Twisted cotton cording

Honeycomb for my Honey

In 2021, my husband and I became beekeepers. We love our bees! (The queen is named “Bee 39.” Hehe!) It was my idea really, but I was more than pleasantly surprised when Dan took the lead with them. He spent hours watching YouTube videos and reading books and just going out to the garden to observe our industrious hive of black and yellow honeybees. So, most of his Christmas gifts this year had a bee theme. (Men are so hard to shop for. It pleases me to no end when I can give him something he’s not expecting and he loves it!)

True confessions: We usually eat dinner sitting on the couch watching Jeopardy! Hubby Dan props his plate conveniently on an old couch pillow that is dedicated to this function. However, dedicated or not, the old one was getting pretty ratty looking.

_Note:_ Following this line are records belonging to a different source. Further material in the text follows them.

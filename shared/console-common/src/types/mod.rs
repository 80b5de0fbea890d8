//! Shared Types

mod admin;
mod user;

pub use admin::AdminType;
pub use user::{SessionUser, UserProfile};
//! Authentication Error Types

use axum::{
    http::StatusCode,
    response::{IntoResponse, Response},
    Json,
};
use serde::Serialize;
use thiserror::Error;

/// Authentication error types.
#[derive(Debug, Error)]
pub enum AuthError {
    /// Invalid credentials.
    #[error("Invalid credentials")]
    InvalidCredentials,

    /// The requested role grants no permissions.
    #[error("Unknown role: {0}")]
    UnknownRole(String),

    /// Unknown or expired session token.
    #[error("Invalid or expired session")]
    InvalidSession,

    /// Missing Authorization header.
    #[error("Missing authorization header")]
    MissingAuthHeader,

    /// Invalid authorization header format.
    #[error("Invalid authorization header format")]
    InvalidAuthHeader,

    /// Validation error.
    #[error("Validation failed: {0}")]
    Validation(String),
}

/// Error response body for JSON responses.
#[derive(Debug, Serialize)]
pub struct ErrorResponse {
    /// Machine-readable error code.
    pub error: String,
    /// Human-readable error message.
    pub message: String,
}

impl IntoResponse for AuthError {
    fn into_response(self) -> Response {
        let (status, code) = match &self {
            Self::InvalidCredentials => (StatusCode::UNAUTHORIZED, "INVALID_CREDENTIALS"),
            Self::UnknownRole(_) => (StatusCode::UNAUTHORIZED, "UNKNOWN_ROLE"),
            Self::InvalidSession => (StatusCode::UNAUTHORIZED, "INVALID_SESSION"),
            Self::MissingAuthHeader => (StatusCode::UNAUTHORIZED, "MISSING_AUTH"),
            Self::InvalidAuthHeader => (StatusCode::UNAUTHORIZED, "INVALID_AUTH_HEADER"),
            Self::Validation(_) => (StatusCode::BAD_REQUEST, "VALIDATION_ERROR"),
        };

        let body = Json(ErrorResponse {
            error: code.to_string(),
            message: self.to_string(),
        });

        (status, body).into_response()
    }
}

impl From<validator::ValidationErrors> for AuthError {
    fn from(err: validator::ValidationErrors) -> Self {
        Self::Validation(err.to_string())
    }
}

/// Result type for auth operations.
pub type AuthResult<T> = Result<T, AuthError>;
//! Access control endpoints.
//!
//! Session introspection, navigation, ad-hoc permission checks and the
//! read-only role catalog.

use axum::extract::{Path, State};
use axum::Json;
use console_common::AdminType;
use serde::{Deserialize, Serialize};

use super::error::{ApiError, ApiResult};
use super::AppState;
use crate::auth::SessionView;
use crate::navigation::{self, Module};
use crate::permissions::{Permission, PermissionName, RoleKey, Session};

// ============================================================================
// Request/Response Types
// ============================================================================

/// How the `required` list of an access check is combined.
#[derive(Debug, Clone, Copy, Default, PartialEq, Eq, Serialize, Deserialize)]
#[serde(rename_all = "lowercase")]
pub enum CheckMode {
    /// Exactly one token must be listed and granted.
    Single,
    /// At least one listed token must be granted.
    #[default]
    Any,
    /// Every listed token must be granted.
    All,
}

#[derive(Debug, Deserialize)]
pub struct AccessCheckRequest {
    pub required: Vec<String>,
    #[serde(default)]
    pub mode: CheckMode,
}

#[derive(Debug, Serialize, Deserialize)]
pub struct AccessCheckResponse {
    pub allowed: bool,
}

#[derive(Debug, Serialize, Deserialize)]
pub struct ModulesResponse {
    pub admin_type: AdminType,
    pub modules: Vec<Module>,
}

/// Catalog entry for a registered permission.
#[derive(Debug, Serialize, Deserialize)]
pub struct PermissionEntry {
    pub name: PermissionName,
    pub token: String,
    pub description: String,
    pub wildcard: bool,
}

/// Permissions granted by one role.
#[derive(Debug, Serialize, Deserialize)]
pub struct RoleGrant {
    pub admin_type: String,
    pub role: String,
    pub permissions: Vec<Permission>,
}

// ============================================================================
// Handlers
// ============================================================================

/// GET /api/me
pub async fn get_me(session: Session) -> Json<SessionView> {
    Json(SessionView::from(&session))
}

/// Sidebar for the session's admin type, filtered by its permissions.
///
/// GET /api/me/modules
#[tracing::instrument(skip(session), fields(session_id = %session.id))]
pub async fn get_modules(session: Session) -> Json<ModulesResponse> {
    let catalog = navigation::catalog(session.admin_type);
    let modules = navigation::visible_modules(&catalog, &session);

    Json(ModulesResponse {
        admin_type: session.admin_type,
        modules,
    })
}

/// Evaluate a permission requirement against the current session.
///
/// POST /api/access/check
#[tracing::instrument(skip(session, body), fields(session_id = %session.id, mode = ?body.mode))]
pub async fn check_access(
    session: Session,
    Json(body): Json<AccessCheckRequest>,
) -> ApiResult<Json<AccessCheckResponse>> {
    let allowed = match body.mode {
        CheckMode::Single => {
            let [required] = body.required.as_slice() else {
                return Err(ApiError::Validation(
                    "single mode requires exactly one permission".to_string(),
                ));
            };
            session.has_permission(required)
        }
        CheckMode::Any => session.has_any_permission(&body.required),
        CheckMode::All => session.has_all_permissions(&body.required),
    };

    tracing::debug!(allowed, required = ?body.required, "Access checked");
    Ok(Json(AccessCheckResponse { allowed }))
}

/// The registered permission catalog.
///
/// GET /api/permissions
pub async fn list_permissions() -> Json<Vec<PermissionEntry>> {
    let entries = PermissionName::all()
        .iter()
        .map(|name| PermissionEntry {
            name: *name,
            token: name.token().to_string(),
            description: name.description().to_string(),
            wildcard: name.is_wildcard(),
        })
        .collect();

    Json(entries)
}

/// Every registered role and its grants.
///
/// GET /api/roles
pub async fn list_roles(State(state): State<AppState>) -> Json<Vec<RoleGrant>> {
    let grants = state
        .roles
        .roles()
        .into_iter()
        .map(|key| role_grant(&state, key))
        .collect();

    Json(grants)
}

/// Grants of one role. Unregistered roles grant nothing.
///
/// GET /api/roles/{admin_type}/{role}
pub async fn get_role(
    State(state): State<AppState>,
    Path((admin_type, role)): Path<(String, String)>,
) -> Json<RoleGrant> {
    Json(role_grant(&state, &RoleKey::new(admin_type, role)))
}

fn role_grant(state: &AppState, key: &RoleKey) -> RoleGrant {
    RoleGrant {
        admin_type: key.admin_type.clone(),
        role: key.role.clone(),
        permissions: state.roles.get(key).map(<[Permission]>::to_vec).unwrap_or_default(),
    }
}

He didn’t know it, but he needed a new “dining pillow.”

Dan’s new honeycomb dining pillow

Last fall I was playing with crackle. One of the variations was to treadle it as honeycomb. As I looked at the structure, the wheels were turning, and I knew that his new dining pillow was going to be a honeycomb structure. Back to my stash I went. I found some pale yellow and taupe Tencel and some novelty yarn that would work perfectly for little honeycomb cells outlined in black. I decided to keep it very traditional, with 8-end/8-pick cells for the entire width, as evenly structured as the comb in our hive.

I jumped right in with a 20″ wide warp with enough length to sample some weft colors and wash it to make sure that the cells would behave as expected. I’m glad I did that because I was debating about single or double stranding the black outline yarn. Although I was leaning toward the double, the single ply looked best. In the end, that was a really good choice, as I would have run out of the doubled yarn.

Honeycomb Closeup – Ecru Tencel warp and weft with black cotton novelty yarn

The pillow wasn’t finished in time for Christmas, but that was OK, because the loom attachment he was building for me in his workshop wasn’t done either. We’re a good pair!

One of the holdups was waiting for a 6-treadle retrofit for my little Harrisville floor loom. After treadling the crackle sampler with a 4-treadle direct tie-up, I knew I didn’t want to weave a whole length of honeycomb fabric dancing on 1, 2 and 3 treadles through the whole thing. So it was worth the wait for the convenience. It wove up quickly, finishing off one cone of the Tencel and all the novelty yarn.

The fabric done and vigorously washed and dried, I decided to use the same envelope pillow cover structure for this one. I added a black and yellow twisted cording on the edges and stuffed it with the pillow form from Dan’s now-retired dining pillow. Since the honeycomb structure is so elastic, the cover did require a couple snaps on the back.

Envelope closer with added snaps; Taupe Tencel weft on the back side

If anyone walked into my studio today, they wouldn’t notice that I am down several cones of yarn and some pillow forms, but I know, and that makes me happy.